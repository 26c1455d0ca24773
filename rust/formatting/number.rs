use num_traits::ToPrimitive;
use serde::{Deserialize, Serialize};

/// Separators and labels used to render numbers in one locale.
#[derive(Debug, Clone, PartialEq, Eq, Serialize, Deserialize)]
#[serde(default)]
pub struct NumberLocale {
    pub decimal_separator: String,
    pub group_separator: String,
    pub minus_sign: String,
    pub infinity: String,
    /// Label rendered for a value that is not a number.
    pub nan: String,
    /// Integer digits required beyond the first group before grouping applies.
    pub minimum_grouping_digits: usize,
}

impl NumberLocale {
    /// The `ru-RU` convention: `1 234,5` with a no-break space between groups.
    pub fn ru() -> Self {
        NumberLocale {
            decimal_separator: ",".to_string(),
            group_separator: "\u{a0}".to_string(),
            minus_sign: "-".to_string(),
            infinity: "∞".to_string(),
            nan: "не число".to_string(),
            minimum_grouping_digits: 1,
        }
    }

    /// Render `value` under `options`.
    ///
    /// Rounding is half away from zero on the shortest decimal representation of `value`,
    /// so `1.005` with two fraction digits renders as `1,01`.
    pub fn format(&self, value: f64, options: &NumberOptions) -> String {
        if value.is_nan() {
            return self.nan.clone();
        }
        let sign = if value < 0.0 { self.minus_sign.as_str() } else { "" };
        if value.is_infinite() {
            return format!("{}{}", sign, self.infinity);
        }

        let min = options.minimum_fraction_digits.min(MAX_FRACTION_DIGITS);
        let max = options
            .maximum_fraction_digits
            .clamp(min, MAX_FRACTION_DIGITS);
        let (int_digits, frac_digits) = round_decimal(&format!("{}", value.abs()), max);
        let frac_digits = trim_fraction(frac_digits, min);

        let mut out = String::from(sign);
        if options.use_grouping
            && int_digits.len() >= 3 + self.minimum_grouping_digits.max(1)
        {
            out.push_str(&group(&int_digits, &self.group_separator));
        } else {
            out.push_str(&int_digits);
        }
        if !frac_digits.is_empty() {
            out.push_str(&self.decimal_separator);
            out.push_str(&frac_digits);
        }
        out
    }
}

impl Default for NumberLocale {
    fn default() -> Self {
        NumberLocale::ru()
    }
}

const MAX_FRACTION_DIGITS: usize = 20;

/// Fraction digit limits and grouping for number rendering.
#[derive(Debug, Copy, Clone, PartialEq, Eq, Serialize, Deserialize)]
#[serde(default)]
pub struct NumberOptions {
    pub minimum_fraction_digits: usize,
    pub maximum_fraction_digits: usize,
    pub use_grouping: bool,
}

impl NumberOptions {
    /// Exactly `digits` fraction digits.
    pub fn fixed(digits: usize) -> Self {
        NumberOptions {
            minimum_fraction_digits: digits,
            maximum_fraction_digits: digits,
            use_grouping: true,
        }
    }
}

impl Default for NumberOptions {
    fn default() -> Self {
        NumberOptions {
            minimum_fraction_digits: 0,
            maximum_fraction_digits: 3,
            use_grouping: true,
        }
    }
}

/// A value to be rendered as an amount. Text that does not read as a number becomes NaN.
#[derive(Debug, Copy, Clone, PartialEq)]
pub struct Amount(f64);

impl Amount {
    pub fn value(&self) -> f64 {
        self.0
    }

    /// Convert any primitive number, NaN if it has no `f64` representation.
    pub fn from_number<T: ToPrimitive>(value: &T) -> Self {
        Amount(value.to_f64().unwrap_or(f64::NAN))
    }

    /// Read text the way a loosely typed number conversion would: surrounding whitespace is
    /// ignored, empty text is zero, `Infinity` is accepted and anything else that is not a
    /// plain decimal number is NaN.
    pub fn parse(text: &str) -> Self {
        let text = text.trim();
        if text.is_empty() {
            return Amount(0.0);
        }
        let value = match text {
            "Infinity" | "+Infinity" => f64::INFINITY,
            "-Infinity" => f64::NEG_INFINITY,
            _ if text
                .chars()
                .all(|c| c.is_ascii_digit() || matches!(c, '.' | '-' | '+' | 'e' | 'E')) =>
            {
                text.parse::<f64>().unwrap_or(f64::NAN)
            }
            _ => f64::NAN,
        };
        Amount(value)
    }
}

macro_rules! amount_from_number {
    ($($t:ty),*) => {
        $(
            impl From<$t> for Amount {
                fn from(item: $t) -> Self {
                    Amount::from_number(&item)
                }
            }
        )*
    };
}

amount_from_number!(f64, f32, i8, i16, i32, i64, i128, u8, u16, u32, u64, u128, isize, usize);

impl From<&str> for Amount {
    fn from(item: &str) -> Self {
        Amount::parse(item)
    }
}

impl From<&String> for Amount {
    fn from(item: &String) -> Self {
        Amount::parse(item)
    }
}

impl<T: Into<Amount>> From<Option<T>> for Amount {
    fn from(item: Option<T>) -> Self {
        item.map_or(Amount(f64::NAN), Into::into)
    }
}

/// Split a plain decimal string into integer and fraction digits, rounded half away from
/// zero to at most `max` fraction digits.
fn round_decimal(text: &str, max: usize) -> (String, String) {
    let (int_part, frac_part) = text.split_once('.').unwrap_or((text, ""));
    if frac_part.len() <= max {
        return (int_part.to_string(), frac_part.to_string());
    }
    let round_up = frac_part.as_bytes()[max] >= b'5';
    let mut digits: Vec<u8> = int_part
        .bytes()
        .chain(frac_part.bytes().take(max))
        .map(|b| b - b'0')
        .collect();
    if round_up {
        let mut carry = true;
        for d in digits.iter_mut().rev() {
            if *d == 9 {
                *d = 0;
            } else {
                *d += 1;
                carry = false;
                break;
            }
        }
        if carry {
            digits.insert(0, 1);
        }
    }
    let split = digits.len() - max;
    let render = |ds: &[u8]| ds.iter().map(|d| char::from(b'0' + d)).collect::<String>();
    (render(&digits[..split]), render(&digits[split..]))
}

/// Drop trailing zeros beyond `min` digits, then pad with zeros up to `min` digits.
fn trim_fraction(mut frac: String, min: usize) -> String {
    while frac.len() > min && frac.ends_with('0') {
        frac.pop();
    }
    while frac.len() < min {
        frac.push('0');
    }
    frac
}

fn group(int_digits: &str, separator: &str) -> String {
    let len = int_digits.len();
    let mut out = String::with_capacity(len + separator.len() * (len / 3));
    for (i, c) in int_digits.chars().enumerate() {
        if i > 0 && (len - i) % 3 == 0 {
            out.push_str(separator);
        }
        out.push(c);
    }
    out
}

#### [Action item]
From the line that contains "for (i, c) in" down to the last line of the material above, copy every line word for word, both ends included.

#### [Answer below]
    for (i, c) in int_digits.chars().enumerate() {
        if i > 0 && (len - i) % 3 == 0 {
            out.push_str(separator);
        }
        out.push(c);
    }
    out
}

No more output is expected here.